Earlier this week Rafael Grossi, the IAEA chief said the Zaporizhzhia plant was “extremely vulnerable” after external power had been lost to the plant.
CNN's Jo Shelley contributed to this report.
President Volodymyr Zelensky said the planned supply of F-16 fighter jets to Ukraine is “one of the strongest signals from the world that Russia will only lose."
Speaking during his nightly address, Zelensky referenced an international coalition with the UK and the Netherlands.
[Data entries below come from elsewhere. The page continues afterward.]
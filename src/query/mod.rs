// src/query/mod.rs
// =============================================================================
// This module decides WHAT to search for.
//
// Submodules:
// - enumerator: the fixed, ordered space of top-level terms (aa..zz) and
//   where to pick it up again after an interruption
// - refiner: turns a saturated query into more specific child queries
//
// Nothing in here talks to the network or the disk. Both pieces are pure,
// which keeps the search space easy to test.
// =============================================================================

mod enumerator;
mod refiner;

pub use enumerator::QueryEnumerator;
pub use refiner::{PendingQuery, SaturationRefiner};
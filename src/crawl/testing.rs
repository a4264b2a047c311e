// src/crawl/testing.rs
// =============================================================================
// In-memory stand-ins for the directory, used by the crawl tests.
//
// ScriptedFetcher serves fixed pages per query and records what was asked.
// ScriptedExtractor reads an entry block's "html" as a tiny script:
//   "Ada"          -> Record { Name: Ada, Email: ada@utdallas.edu }
//   "flaky:Ada"    -> transient error on the first read, Ada after that
//   "broken:Ada"   -> transient error every time
//   "junk"         -> malformed entry
// =============================================================================

use crate::config::{CrawlConfig, RunMode};
use crate::directory::{EntryBlock, PageFetcher, RecordExtractor, ResultPage};
use crate::error::{ExtractError, FetchError};
use crate::record::{Field, Record};
use async_trait::async_trait;
use std::cell::RefCell;
use std::collections::{HashMap, HashSet};
use std::path::Path;
use std::time::Duration;

/// A config with no sleeps, rooted in `state_dir`.
pub fn test_config(state_dir: &Path, mode: RunMode) -> CrawlConfig {
    CrawlConfig {
        mode,
        state_dir: state_dir.to_path_buf(),
        request_delay: Duration::ZERO,
        retry_delay: Duration::ZERO,
        init_retry_delay: Duration::ZERO,
        ..CrawlConfig::default()
    }
}

/// `count` distinct people whose names start with `prefix`.
pub fn people(prefix: &str, count: usize) -> Vec<EntryBlock> {
    (0..count)
        .map(|i| EntryBlock::new(format!("{prefix} person {i}")))
        .collect()
}

/// The record ScriptedExtractor produces for `name`.
pub fn person(name: &str) -> Record {
    Record::new()
        .with(Field::Name, name)
        .with(Field::Email, &format!("{}@utdallas.edu", name.to_lowercase().replace(' ', ".")))
}

#[derive(Debug, Default)]
pub struct ScriptedFetcher {
    results: HashMap<String, Vec<Vec<EntryBlock>>>,
    fail_search: HashSet<String>,
    fail_open: bool,
    fatal_on: HashSet<String>,
    with_show_all: bool,
    current: Option<String>,
    submitted: Vec<String>,
    expanded: usize,
}

impl ScriptedFetcher {
    pub fn new() -> Self {
        Self::default()
    }

    /// Serve `entries` for `query`, split into pages of ten.
    pub fn with_results(mut self, query: &str, entries: Vec<EntryBlock>) -> Self {
        let pages = entries.chunks(10).map(<[EntryBlock]>::to_vec).collect();
        self.results.insert(query.to_string(), pages);
        self
    }

    /// Serve exactly these pages for `query`.
    pub fn with_pages(mut self, query: &str, pages: Vec<Vec<EntryBlock>>) -> Self {
        self.results.insert(query.to_string(), pages);
        self
    }

    /// Submitting `query` fails with a load error.
    pub fn failing_search_for(mut self, query: &str) -> Self {
        self.fail_search.insert(query.to_string());
        self
    }

    /// The search view never loads.
    pub fn unreachable(mut self) -> Self {
        self.fail_open = true;
        self
    }

    /// Submitting `query` reports the backend as gone.
    pub fn fatal_on(mut self, query: &str) -> Self {
        self.fatal_on.insert(query.to_string());
        self
    }

    pub fn offering_show_all(mut self) -> Self {
        self.with_show_all = true;
        self
    }

    pub fn submitted(&self) -> &[String] {
        &self.submitted
    }

    pub fn expanded(&self) -> usize {
        self.expanded
    }
}

#[async_trait]
impl PageFetcher for ScriptedFetcher {
    async fn open(&mut self) -> Result<(), FetchError> {
        self.current = None;
        if self.fail_open {
            return Err(FetchError::Load {
                url: "scripted://directory".to_string(),
                reason: "page load timed out".to_string(),
            });
        }
        Ok(())
    }

    async fn submit_query(&mut self, query: &str) -> Result<(), FetchError> {
        self.submitted.push(query.to_string());
        if self.fatal_on.contains(query) {
            return Err(FetchError::Init {
                attempts: 3,
                reason: "browser went away".to_string(),
            });
        }
        if self.fail_search.contains(query) {
            return Err(FetchError::Load {
                url: format!("scripted://{query}"),
                reason: "connection reset".to_string(),
            });
        }
        self.current = Some(query.to_string());
        Ok(())
    }

    async fn expand_all(&mut self) -> Result<bool, FetchError> {
        if self.with_show_all {
            self.expanded += 1;
            Ok(true)
        } else {
            Err(FetchError::Timeout("a.allrecs".to_string()))
        }
    }

    async fn page(&mut self, index: usize) -> Result<Option<ResultPage>, FetchError> {
        let page = self
            .current
            .as_ref()
            .and_then(|query| self.results.get(query))
            .and_then(|pages| pages.get(index.checked_sub(1)?))
            .map(|entries| ResultPage {
                index,
                entries: entries.clone(),
            });
        Ok(page)
    }
}

#[derive(Debug, Default)]
pub struct ScriptedExtractor {
    reads: RefCell<HashMap<String, usize>>,
}

impl ScriptedExtractor {
    pub fn new() -> Self {
        Self::default()
    }

    /// How many times a block was read (retries included).
    pub fn reads_of(&self, html: &str) -> usize {
        self.reads.borrow().get(html).copied().unwrap_or(0)
    }
}

impl RecordExtractor for ScriptedExtractor {
    fn extract(&self, block: &EntryBlock) -> Result<Record, ExtractError> {
        let reads = {
            let mut all = self.reads.borrow_mut();
            let count = all.entry(block.html.clone()).or_insert(0);
            *count += 1;
            *count
        };

        if let Some(name) = block.html.strip_prefix("flaky:") {
            return if reads == 1 {
                Err(ExtractError::Transient("stale element".to_string()))
            } else {
                Ok(person(name))
            };
        }
        if block.html.starts_with("broken:") {
            return Err(ExtractError::Transient("stale element".to_string()));
        }
        if block.html == "junk" {
            return Err(ExtractError::Malformed("no name heading".to_string()));
        }

        Ok(person(&block.html))
    }
}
Both countries said in early May that they are working to help Ukraine procure US-made F-16 fighter jets.
President Joe Biden later said the US will support a joint effort with allies and partners to train Ukrainian pilots on fourth-generation aircrafts, including F-16s.
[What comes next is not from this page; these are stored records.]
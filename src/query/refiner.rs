// src/query/refiner.rs
// =============================================================================
// Expands saturated queries.
//
// The service stops at a fixed number of results per search. When a query
// hits that cap we cannot know what we missed, so we search again with one
// more letter: "jo" -> "joa", "job", ... "joz".
//
// Names are searched as "last first", so a very common last name ("smith")
// keeps saturating no matter how many letters we add. Once a query is longer
// than two characters and has no space yet, we also try "smi a", "smi b", ...
// which walks into the first-name component instead.
//
// Depth:
// Each child sits one level below its parent. Top-level terms are depth 0.
// A saturated query at `max_depth` is NOT refined further; that bounds the
// fan-out on pathological data.
// =============================================================================

// A query waiting on the work-stack, with its refinement depth
#[derive(Debug, Clone, PartialEq, Eq)]
pub struct PendingQuery {
    pub term: String,
    pub depth: usize,
}

impl PendingQuery {
    pub fn top_level(term: &str) -> Self {
        Self {
            term: term.to_string(),
            depth: 0,
        }
    }
}

/// Child queries for a saturated `query`: letter suffixes first, then the
/// space-separated variants when they apply.
pub fn child_queries(query: &str) -> Vec<String> {
    let mut children: Vec<String> = ('a'..='z').map(|letter| format!("{query}{letter}")).collect();

    if query.chars().count() > 2 && !query.contains(' ') {
        children.extend(('a'..='z').map(|letter| format!("{query} {letter}")));
    }

    children
}

// Saturation check plus depth-bounded expansion
#[derive(Debug, Clone)]
pub struct SaturationRefiner {
    saturation_cap: usize,
    max_depth: usize,
}

impl SaturationRefiner {
    pub fn new(saturation_cap: usize, max_depth: usize) -> Self {
        Self {
            saturation_cap,
            max_depth,
        }
    }

    /// A query is saturated once its raw entry count reaches the cap.
    pub fn is_saturated(&self, raw_count: usize) -> bool {
        raw_count >= self.saturation_cap
    }

    /// Children of a saturated query, or None if the depth guard stops it.
    pub fn expand(&self, parent: &PendingQuery) -> Option<Vec<PendingQuery>> {
        if parent.depth >= self.max_depth {
            return None;
        }

        Some(
            child_queries(&parent.term)
                .into_iter()
                .map(|term| PendingQuery {
                    term,
                    depth: parent.depth + 1,
                })
                .collect(),
        )
    }
}
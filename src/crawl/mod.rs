// src/crawl/mod.rs
// =============================================================================
// This module runs the crawl.
//
// - driver: one query end to end, plus the work-stack that refines
//   saturated queries
// - session: the whole run over all top-level terms, with checkpointing
//
// Rust concepts:
// - #[cfg(test)] modules: the scripted fakes only exist in test builds
// =============================================================================

mod driver;
mod session;

#[cfg(test)]
pub(crate) mod testing;

pub use session::{CrawlSession, RunSummary};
On Wednesday, Norway said it would support the training and will consider different ways to do so.
“This will be a signal that Russian terror has lost, and our world, which is based on respect for independent nations and the right of peoples to choose their own path, has survived,” Zelensky said.
Ukraine will prepare all the necessary conditions to make sure the air transition takes place as quickly and efficiently as possible, the president added.
Five foreigners who fought for Ukraine are to stand trial in absentia in Russia, according to state media.
They will stand trial at a court in Rostov-on-Don, Russia, on May 31 at 10 a.m. local time, according to RIA Novosti, citing the court’s press service.
The group all fought for Ukraine in the defense of the southern city of Mariupol.
Swedish citizen Matthias Gustavsson, Croatian citizen Vekoslav Prebeg, and British citizen John Harding have been charged with “forcible seizure or forcible retention of power” and “mercenary participation in an armed conflict or hostilities.”
Another two British citizens, Andrew Hill and Dylan Healy, were charged with "participating as a mercenary in armed conflict or hostilities" and "aiding and abetting in the recruitment of mercenaries for use in armed conflict,” respectively.
The three British citizens — Harding, Hill and Healy — were all released as part of a prisoner swap in September 2022, according to the UK government.
CNN has contacted the governments of the UK, Sweden and Croatia for a response.
CNN's Mick Krever, Arnaud Siad, Vasco Cotovio and Olga Voitovych contributed to this report.
The Biden administration approved the $285 million sale of a National Advanced Surface-to-Air Missile System to Ukraine, the US State Department announced.
NASAMS is an advanced medium-range air defense system that Ukraine has used effectively to repel and intercept Russian aerial attacks. Ukraine already has two such systems, and the US has committed to providing another six under the Ukraine Security Assistance Initiative.
This latest purchase would give Ukraine a total of nine NASAMS when delivery is completed.
In November, Defense Secretary Lloyd Austin said the NASAMS had a 100% success rate in intercepting Russian missiles.
The United States is “deeply concerned" that a senior UN diplomat met with Maria Lvova-Belova, who is wanted by the International Criminal Court for an alleged scheme to deport Ukrainian children to Russia, the State Department said Wednesday.
“We are deeply concerned that a senior UN diplomat met with a fugitive subject to an ICC arrest warrant for committing war crimes against children,” spokesperson Matthew Miller said, repeating the allegations that “Russia is forcibly deporting children from Ukraine.”
“They're denying parents and legal guardians access to those children… and giving children from Ukraine Russian passports and attempt to take away a part of their identity,” Miller said.
Some background: A report released in February by the Yale Humanitarian Research Lab, backed by the US State Department, found that Moscow attempted to relocate, re-educate, and sometimes militarily train or forcibly adopt out Ukrainian children. It also said the Russian government is operating an expansive network of dozens of camps where it has held thousands of Ukrainian children since the start of the war against Ukraine last year.
In March, the International Criminal Court issued an arrest warrant for President Vladimir Putin and for Lvova-Belova, the Russian Commissioner for Children’s Rights, for their roles in the alleged scheme to deport Ukrainian children to Russia.